Give back exactly the lines of the material below, starting with the line with "between OUT and" and going on through the line with "let leg_b = tree.series(r1, upper_pair)?;".

-- SOURCE MATERIAL --
···

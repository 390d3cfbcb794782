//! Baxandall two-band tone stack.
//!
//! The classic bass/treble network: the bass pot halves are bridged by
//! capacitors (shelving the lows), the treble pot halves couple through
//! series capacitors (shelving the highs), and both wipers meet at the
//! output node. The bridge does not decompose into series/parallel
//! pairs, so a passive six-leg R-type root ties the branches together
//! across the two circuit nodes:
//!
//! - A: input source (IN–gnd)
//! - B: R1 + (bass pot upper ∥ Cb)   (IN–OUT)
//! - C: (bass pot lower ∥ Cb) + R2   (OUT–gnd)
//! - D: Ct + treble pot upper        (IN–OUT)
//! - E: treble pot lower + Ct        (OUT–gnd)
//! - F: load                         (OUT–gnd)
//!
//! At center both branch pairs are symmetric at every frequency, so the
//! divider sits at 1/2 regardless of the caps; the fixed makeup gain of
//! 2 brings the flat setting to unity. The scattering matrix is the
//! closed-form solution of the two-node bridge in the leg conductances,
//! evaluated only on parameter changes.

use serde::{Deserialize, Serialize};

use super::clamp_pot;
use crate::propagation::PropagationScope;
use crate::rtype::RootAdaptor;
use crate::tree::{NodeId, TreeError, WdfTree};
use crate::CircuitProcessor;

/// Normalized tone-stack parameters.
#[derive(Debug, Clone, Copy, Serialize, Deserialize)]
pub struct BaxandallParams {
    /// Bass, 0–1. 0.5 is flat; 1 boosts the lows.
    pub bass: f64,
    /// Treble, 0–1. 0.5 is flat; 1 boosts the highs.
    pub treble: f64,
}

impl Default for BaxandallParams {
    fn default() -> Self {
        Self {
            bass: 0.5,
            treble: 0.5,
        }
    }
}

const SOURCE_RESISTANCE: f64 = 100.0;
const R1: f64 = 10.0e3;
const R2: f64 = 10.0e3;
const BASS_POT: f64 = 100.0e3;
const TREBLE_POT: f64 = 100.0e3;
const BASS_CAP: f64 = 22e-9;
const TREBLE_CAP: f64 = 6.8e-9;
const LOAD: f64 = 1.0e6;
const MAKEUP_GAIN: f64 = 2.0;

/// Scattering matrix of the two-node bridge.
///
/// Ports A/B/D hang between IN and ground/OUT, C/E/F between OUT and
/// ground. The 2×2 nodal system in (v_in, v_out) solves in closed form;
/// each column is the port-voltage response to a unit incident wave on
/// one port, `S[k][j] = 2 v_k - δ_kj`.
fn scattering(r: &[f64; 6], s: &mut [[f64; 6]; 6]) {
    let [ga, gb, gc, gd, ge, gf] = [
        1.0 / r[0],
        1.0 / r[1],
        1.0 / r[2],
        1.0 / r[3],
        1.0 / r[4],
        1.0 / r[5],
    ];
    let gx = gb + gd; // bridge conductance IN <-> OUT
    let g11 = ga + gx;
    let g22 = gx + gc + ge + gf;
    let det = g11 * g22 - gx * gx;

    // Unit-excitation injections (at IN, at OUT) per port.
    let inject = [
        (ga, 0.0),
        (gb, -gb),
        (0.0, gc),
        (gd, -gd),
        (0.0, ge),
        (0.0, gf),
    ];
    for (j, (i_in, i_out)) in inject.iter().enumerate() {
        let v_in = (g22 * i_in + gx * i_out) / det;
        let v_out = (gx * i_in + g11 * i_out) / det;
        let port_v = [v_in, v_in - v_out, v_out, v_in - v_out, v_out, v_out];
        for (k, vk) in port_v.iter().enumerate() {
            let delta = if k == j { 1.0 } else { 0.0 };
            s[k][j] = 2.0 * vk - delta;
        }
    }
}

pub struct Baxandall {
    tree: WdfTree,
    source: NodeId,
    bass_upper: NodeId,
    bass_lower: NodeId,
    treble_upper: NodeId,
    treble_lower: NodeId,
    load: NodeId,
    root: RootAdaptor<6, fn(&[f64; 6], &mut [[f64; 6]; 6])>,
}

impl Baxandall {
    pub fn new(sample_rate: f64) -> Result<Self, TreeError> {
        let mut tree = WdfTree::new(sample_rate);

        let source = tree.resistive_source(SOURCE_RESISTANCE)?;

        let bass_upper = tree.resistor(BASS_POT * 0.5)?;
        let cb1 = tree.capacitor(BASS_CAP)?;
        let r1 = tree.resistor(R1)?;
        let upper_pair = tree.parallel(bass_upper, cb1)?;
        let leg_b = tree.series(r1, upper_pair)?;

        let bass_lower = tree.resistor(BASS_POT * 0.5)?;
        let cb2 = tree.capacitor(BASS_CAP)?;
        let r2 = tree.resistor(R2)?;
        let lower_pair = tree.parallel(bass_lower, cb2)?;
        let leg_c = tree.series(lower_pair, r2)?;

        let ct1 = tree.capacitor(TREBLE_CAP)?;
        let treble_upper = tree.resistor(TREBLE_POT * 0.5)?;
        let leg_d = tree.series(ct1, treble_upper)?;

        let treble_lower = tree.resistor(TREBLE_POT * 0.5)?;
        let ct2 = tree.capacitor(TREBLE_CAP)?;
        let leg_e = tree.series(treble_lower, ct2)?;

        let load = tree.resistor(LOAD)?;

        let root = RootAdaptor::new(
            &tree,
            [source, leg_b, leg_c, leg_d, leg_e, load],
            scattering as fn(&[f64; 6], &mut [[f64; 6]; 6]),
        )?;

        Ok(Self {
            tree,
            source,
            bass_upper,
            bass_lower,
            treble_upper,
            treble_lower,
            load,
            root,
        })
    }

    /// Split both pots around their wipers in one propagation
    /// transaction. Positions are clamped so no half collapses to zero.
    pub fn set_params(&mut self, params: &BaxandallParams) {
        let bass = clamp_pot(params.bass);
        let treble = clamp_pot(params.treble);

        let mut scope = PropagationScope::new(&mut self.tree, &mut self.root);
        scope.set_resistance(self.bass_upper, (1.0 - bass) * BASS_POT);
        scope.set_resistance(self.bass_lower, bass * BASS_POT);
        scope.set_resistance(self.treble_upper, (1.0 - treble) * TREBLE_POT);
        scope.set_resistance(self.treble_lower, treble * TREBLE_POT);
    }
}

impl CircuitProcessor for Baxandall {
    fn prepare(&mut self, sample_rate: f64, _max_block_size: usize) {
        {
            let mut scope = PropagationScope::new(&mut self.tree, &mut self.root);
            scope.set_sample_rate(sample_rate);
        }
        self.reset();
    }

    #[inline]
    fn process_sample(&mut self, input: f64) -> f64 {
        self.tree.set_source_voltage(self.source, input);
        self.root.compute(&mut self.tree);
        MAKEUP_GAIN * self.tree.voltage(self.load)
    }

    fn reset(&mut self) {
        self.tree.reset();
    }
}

···

-- WRITTEN SOLUTION --
/// Ports A/B/D hang between IN and ground/OUT, C/E/F between OUT and
/// ground. The 2×2 nodal system in (v_in, v_out) solves in closed form;
/// each column is the port-voltage response to a unit incident wave on
/// one port, `S[k][j] = 2 v_k - δ_kj`.
fn scattering(r: &[f64; 6], s: &mut [[f64; 6]; 6]) {
    let [ga, gb, gc, gd, ge, gf] = [
        1.0 / r[0],
        1.0 / r[1],
        1.0 / r[2],
        1.0 / r[3],
        1.0 / r[4],
        1.0 / r[5],
    ];
    let gx = gb + gd; // bridge conductance IN <-> OUT
    let g11 = ga + gx;
    let g22 = gx + gc + ge + gf;
    let det = g11 * g22 - gx * gx;

    // Unit-excitation injections (at IN, at OUT) per port.
    let inject = [
        (ga, 0.0),
        (gb, -gb),
        (0.0, gc),
        (gd, -gd),
        (0.0, ge),
        (0.0, gf),
    ];
    for (j, (i_in, i_out)) in inject.iter().enumerate() {
        let v_in = (g22 * i_in + gx * i_out) / det;
        let v_out = (gx * i_in + g11 * i_out) / det;
        let port_v = [v_in, v_in - v_out, v_out, v_in - v_out, v_out, v_out];
        for (k, vk) in port_v.iter().enumerate() {
            let delta = if k == j { 1.0 } else { 0.0 };
            s[k][j] = 2.0 * vk - delta;
        }
    }
}

pub struct Baxandall {
    tree: WdfTree,
    source: NodeId,
    bass_upper: NodeId,
    bass_lower: NodeId,
    treble_upper: NodeId,
    treble_lower: NodeId,
    load: NodeId,
    root: RootAdaptor<6, fn(&[f64; 6], &mut [[f64; 6]; 6])>,
}

impl Baxandall {
    pub fn new(sample_rate: f64) -> Result<Self, TreeError> {
        let mut tree = WdfTree::new(sample_rate);

        let source = tree.resistive_source(SOURCE_RESISTANCE)?;

        let bass_upper = tree.resistor(BASS_POT * 0.5)?;
        let cb1 = tree.capacitor(BASS_CAP)?;
        let r1 = tree.resistor(R1)?;
        let upper_pair = tree.parallel(bass_upper, cb1)?;
        let leg_b = tree.series(r1, upper_pair)?;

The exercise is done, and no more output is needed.